Aim of the exercise
Whatever the records below hold, copy it all out exactly.

***** Stored data *****

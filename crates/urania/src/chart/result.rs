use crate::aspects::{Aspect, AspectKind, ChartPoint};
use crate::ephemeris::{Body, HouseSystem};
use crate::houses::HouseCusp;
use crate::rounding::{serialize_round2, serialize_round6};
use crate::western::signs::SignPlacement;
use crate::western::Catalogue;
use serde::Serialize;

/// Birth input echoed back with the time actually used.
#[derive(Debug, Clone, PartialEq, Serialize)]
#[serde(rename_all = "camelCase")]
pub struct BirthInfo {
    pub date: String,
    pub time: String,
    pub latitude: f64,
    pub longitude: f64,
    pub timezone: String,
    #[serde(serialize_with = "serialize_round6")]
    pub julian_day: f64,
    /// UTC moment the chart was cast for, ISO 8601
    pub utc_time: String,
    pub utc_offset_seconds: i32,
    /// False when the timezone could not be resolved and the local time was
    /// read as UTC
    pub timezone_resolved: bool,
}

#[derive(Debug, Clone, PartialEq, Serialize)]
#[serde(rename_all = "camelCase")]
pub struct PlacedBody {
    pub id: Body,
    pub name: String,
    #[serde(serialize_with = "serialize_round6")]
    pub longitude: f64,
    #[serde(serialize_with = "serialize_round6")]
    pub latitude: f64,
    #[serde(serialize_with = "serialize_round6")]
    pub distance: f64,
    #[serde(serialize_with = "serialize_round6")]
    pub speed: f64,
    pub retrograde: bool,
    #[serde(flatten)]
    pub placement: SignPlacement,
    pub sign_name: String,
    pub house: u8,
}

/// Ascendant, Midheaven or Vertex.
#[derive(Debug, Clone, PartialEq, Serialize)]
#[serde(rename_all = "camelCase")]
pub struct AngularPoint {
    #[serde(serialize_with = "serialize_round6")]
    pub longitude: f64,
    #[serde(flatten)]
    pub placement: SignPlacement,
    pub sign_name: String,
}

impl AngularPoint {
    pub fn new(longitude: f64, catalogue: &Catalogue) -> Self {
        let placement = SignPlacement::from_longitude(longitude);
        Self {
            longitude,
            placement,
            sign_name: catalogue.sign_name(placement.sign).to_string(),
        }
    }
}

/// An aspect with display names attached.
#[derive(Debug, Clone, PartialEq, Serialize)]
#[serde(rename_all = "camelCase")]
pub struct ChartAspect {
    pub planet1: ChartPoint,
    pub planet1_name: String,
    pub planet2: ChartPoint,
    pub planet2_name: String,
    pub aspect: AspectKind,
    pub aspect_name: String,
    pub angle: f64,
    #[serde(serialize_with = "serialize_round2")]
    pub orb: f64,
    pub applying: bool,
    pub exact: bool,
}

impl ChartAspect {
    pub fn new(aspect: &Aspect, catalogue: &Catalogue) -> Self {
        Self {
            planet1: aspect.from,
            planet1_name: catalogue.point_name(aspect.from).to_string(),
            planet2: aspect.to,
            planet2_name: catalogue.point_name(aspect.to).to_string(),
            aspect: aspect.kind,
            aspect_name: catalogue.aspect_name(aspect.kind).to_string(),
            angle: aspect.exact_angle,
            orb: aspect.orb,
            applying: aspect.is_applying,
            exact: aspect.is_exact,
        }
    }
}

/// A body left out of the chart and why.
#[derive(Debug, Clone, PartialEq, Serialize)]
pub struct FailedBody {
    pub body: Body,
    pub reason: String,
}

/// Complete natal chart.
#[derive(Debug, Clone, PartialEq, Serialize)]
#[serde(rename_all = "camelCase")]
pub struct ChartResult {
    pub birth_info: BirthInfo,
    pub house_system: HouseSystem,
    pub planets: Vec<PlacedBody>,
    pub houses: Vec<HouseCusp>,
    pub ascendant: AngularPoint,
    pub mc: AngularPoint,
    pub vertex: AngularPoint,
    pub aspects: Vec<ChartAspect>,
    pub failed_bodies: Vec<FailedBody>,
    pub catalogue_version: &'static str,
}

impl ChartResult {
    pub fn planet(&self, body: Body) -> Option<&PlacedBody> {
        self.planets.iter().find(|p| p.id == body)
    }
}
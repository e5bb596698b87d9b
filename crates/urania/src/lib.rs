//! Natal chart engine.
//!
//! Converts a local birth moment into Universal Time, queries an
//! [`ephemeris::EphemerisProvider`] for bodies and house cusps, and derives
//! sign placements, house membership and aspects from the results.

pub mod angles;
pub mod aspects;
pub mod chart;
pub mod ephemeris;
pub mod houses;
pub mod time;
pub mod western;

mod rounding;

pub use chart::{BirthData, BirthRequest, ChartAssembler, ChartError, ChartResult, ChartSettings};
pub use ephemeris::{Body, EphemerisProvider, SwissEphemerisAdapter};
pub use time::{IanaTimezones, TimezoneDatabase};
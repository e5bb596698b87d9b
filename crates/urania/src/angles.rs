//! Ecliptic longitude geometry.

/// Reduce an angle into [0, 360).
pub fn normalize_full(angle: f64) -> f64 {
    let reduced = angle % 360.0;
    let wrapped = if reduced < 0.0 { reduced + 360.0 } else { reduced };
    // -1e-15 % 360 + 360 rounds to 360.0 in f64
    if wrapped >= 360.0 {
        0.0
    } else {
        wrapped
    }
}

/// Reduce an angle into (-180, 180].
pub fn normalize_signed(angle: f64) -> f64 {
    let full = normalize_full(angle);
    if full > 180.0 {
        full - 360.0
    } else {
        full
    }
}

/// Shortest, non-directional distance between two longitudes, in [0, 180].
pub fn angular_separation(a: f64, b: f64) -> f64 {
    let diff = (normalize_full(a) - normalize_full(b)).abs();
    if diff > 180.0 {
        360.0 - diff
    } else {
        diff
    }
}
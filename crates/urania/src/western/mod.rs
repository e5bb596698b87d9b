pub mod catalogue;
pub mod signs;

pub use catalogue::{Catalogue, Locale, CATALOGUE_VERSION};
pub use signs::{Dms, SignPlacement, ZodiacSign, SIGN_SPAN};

*****

Response box
filename crates/urania/src/chart/result.rs
use crate::aspects::{Aspect, AspectKind, ChartPoint};
use crate::ephemeris::{Body, HouseSystem};
use crate::houses::HouseCusp;
use crate::rounding::{serialize_round2, serialize_round6};
use crate::western::signs::SignPlacement;
use crate::western::Catalogue;
use serde::Serialize;

/// Birth input echoed back with the time actually used.
#[derive(Debug, Clone, PartialEq, Serialize)]
#[serde(rename_all = "camelCase")]
pub struct BirthInfo {
    pub date: String,
    pub time: String,
    pub latitude: f64,
    pub longitude: f64,
    pub timezone: String,
    #[serde(serialize_with = "serialize_round6")]
    pub julian_day: f64,
    /// UTC moment the chart was cast for, ISO 8601
    pub utc_time: String,
    pub utc_offset_seconds: i32,
    /// False when the timezone could not be resolved and the local time was
    /// read as UTC
    pub timezone_resolved: bool,
}

#[derive(Debug, Clone, PartialEq, Serialize)]
#[serde(rename_all = "camelCase")]
pub struct PlacedBody {
    pub id: Body,
    pub name: String,
    #[serde(serialize_with = "serialize_round6")]
    pub longitude: f64,
    #[serde(serialize_with = "serialize_round6")]
    pub latitude: f64,
    #[serde(serialize_with = "serialize_round6")]
    pub distance: f64,
    #[serde(serialize_with = "serialize_round6")]
    pub speed: f64,
    pub retrograde: bool,
    #[serde(flatten)]
    pub placement: SignPlacement,
    pub sign_name: String,
    pub house: u8,
}

/// Ascendant, Midheaven or Vertex.
#[derive(Debug, Clone, PartialEq, Serialize)]
#[serde(rename_all = "camelCase")]
pub struct AngularPoint {
    #[serde(serialize_with = "serialize_round6")]
    pub longitude: f64,
    #[serde(flatten)]
    pub placement: SignPlacement,
    pub sign_name: String,
}

impl AngularPoint {
    pub fn new(longitude: f64, catalogue: &Catalogue) -> Self {
        let placement = SignPlacement::from_longitude(longitude);
        Self {
            longitude,
            placement,
            sign_name: catalogue.sign_name(placement.sign).to_string(),
        }
    }
}

/// An aspect with display names attached.
#[derive(Debug, Clone, PartialEq, Serialize)]
#[serde(rename_all = "camelCase")]
pub struct ChartAspect {
    pub planet1: ChartPoint,
    pub planet1_name: String,
    pub planet2: ChartPoint,
    pub planet2_name: String,
    pub aspect: AspectKind,
    pub aspect_name: String,
    pub angle: f64,
    #[serde(serialize_with = "serialize_round2")]
    pub orb: f64,
    pub applying: bool,
    pub exact: bool,
}

impl ChartAspect {
    pub fn new(aspect: &Aspect, catalogue: &Catalogue) -> Self {
        Self {
            planet1: aspect.from,
            planet1_name: catalogue.point_name(aspect.from).to_string(),
            planet2: aspect.to,
            planet2_name: catalogue.point_name(aspect.to).to_string(),
            aspect: aspect.kind,
            aspect_name: catalogue.aspect_name(aspect.kind).to_string(),
            angle: aspect.exact_angle,
            orb: aspect.orb,
            applying: aspect.is_applying,
            exact: aspect.is_exact,
        }
    }
}

/// A body left out of the chart and why.
#[derive(Debug, Clone, PartialEq, Serialize)]
pub struct FailedBody {
    pub body: Body,
    pub reason: String,
}

/// Complete natal chart.
#[derive(Debug, Clone, PartialEq, Serialize)]
#[serde(rename_all = "camelCase")]
pub struct ChartResult {
    pub birth_info: BirthInfo,
    pub house_system: HouseSystem,
    pub planets: Vec<PlacedBody>,
    pub houses: Vec<HouseCusp>,
    pub ascendant: AngularPoint,
    pub mc: AngularPoint,
    pub vertex: AngularPoint,
    pub aspects: Vec<ChartAspect>,
    pub failed_bodies: Vec<FailedBody>,
    pub catalogue_version: &'static str,
}

impl ChartResult {
    pub fn planet(&self, body: Body) -> Option<&PlacedBody> {
        self.planets.iter().find(|p| p.id == body)
    }
}
repository e5bb596698b87d9b
filename crates/urania/src/lib.rs
//! Natal chart engine.
//!
//! Converts a local birth moment into Universal Time, queries an
//! [`ephemeris::EphemerisProvider`] for bodies and house cusps, and derives
//! sign placements, house membership and aspects from the results.

pub mod angles;
pub mod aspects;
pub mod chart;
pub mod ephemeris;
pub mod houses;
pub mod time;
pub mod western;

mod rounding;

pub use chart::{BirthData, BirthRequest, ChartAssembler, ChartError, ChartResult, ChartSettings};
pub use ephemeris::{Body, EphemerisProvider, SwissEphemerisAdapter};
pub use time::{IanaTimezones, TimezoneDatabase};
repository e5bb596698b87d9b
filename crates/urania/src/angles.rs
//! Ecliptic longitude geometry.

/// Reduce an angle into [0, 360).
pub fn normalize_full(angle: f64) -> f64 {
    let reduced = angle % 360.0;
    let wrapped = if reduced < 0.0 { reduced + 360.0 } else { reduced };
    // -1e-15 % 360 + 360 rounds to 360.0 in f64
    if wrapped >= 360.0 {
        0.0
    } else {
        wrapped
    }
}

/// Reduce an angle into (-180, 180].
pub fn normalize_signed(angle: f64) -> f64 {
    let full = normalize_full(angle);
    if full > 180.0 {
        full - 360.0
    } else {
        full
    }
}

/// Shortest, non-directional distance between two longitudes, in [0, 180].
pub fn angular_separation(a: f64, b: f64) -> f64 {
    let diff = (normalize_full(a) - normalize_full(b)).abs();
    if diff > 180.0 {
        360.0 - diff
    } else {
        diff
    }
}
filename crates/urania/src/western/mod.rs
repository e5bb596698b87d9b
pub mod catalogue;
pub mod signs;

pub use catalogue::{Catalogue, Locale, CATALOGUE_VERSION};
pub use signs::{Dms, SignPlacement, ZodiacSign, SIGN_SPAN};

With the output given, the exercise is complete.